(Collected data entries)

-------------------------

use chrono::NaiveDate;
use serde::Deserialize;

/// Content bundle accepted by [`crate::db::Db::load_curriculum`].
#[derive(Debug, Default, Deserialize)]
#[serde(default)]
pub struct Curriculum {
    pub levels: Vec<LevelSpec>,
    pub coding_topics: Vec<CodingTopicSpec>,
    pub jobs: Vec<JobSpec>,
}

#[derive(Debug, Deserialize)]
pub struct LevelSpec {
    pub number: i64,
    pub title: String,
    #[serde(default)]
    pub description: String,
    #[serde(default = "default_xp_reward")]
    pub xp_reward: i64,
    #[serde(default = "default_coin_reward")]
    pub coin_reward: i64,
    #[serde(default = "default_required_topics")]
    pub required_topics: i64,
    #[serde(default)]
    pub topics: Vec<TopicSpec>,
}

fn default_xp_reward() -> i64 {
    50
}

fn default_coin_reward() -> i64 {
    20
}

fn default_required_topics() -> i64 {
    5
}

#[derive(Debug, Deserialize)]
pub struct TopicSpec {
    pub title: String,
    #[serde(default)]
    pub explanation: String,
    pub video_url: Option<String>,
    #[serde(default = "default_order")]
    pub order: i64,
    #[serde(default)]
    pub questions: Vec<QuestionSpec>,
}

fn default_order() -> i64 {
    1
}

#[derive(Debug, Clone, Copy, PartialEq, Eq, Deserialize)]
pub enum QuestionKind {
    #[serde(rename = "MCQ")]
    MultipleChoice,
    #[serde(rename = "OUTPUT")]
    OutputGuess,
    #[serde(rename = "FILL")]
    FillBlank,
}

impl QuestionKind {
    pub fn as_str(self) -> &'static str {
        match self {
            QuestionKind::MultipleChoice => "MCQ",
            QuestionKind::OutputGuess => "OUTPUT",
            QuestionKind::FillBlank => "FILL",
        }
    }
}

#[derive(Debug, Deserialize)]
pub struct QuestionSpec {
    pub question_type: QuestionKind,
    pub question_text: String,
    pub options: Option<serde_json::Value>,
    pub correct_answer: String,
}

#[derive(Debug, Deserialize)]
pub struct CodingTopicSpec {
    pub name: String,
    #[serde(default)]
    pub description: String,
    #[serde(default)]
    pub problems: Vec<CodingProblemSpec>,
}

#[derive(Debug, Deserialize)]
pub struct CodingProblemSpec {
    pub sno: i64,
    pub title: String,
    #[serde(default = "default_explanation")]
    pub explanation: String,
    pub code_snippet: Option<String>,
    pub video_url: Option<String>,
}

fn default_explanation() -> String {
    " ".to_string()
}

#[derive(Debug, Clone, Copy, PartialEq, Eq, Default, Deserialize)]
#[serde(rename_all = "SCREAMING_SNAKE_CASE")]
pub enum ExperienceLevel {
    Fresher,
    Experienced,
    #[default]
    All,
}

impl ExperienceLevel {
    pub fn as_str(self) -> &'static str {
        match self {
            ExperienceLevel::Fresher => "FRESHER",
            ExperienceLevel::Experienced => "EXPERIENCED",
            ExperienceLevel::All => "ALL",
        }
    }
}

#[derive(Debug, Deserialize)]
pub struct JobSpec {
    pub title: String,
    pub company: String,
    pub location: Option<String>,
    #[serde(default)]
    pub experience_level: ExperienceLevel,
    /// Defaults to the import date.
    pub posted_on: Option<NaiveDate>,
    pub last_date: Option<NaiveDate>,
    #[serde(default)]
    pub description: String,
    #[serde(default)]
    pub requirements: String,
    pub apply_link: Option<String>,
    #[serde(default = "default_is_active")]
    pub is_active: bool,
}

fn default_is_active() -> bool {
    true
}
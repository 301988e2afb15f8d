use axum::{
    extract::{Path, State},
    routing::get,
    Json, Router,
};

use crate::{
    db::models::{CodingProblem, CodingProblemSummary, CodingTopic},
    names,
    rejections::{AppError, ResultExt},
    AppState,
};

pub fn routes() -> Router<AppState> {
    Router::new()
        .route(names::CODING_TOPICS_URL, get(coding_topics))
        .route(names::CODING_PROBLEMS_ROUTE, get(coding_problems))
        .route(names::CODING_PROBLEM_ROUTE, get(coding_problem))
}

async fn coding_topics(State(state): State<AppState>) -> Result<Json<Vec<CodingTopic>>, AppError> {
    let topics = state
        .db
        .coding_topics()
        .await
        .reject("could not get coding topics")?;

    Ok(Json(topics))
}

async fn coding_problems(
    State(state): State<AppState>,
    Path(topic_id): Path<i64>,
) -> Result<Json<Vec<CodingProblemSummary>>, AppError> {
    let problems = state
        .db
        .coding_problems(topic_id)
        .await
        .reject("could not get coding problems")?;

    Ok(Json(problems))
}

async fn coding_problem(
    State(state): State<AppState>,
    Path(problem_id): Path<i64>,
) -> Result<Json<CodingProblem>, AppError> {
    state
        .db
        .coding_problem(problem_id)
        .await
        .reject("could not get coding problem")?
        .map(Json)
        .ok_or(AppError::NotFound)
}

-------------------------

**Activity:**
Return every line of the records in which the word "names" is found.

**Your solution:**
    names,
        .route(names::CODING_TOPICS_URL, get(coding_topics))
        .route(names::CODING_PROBLEMS_ROUTE, get(coding_problems))
        .route(names::CODING_PROBLEM_ROUTE, get(coding_problem))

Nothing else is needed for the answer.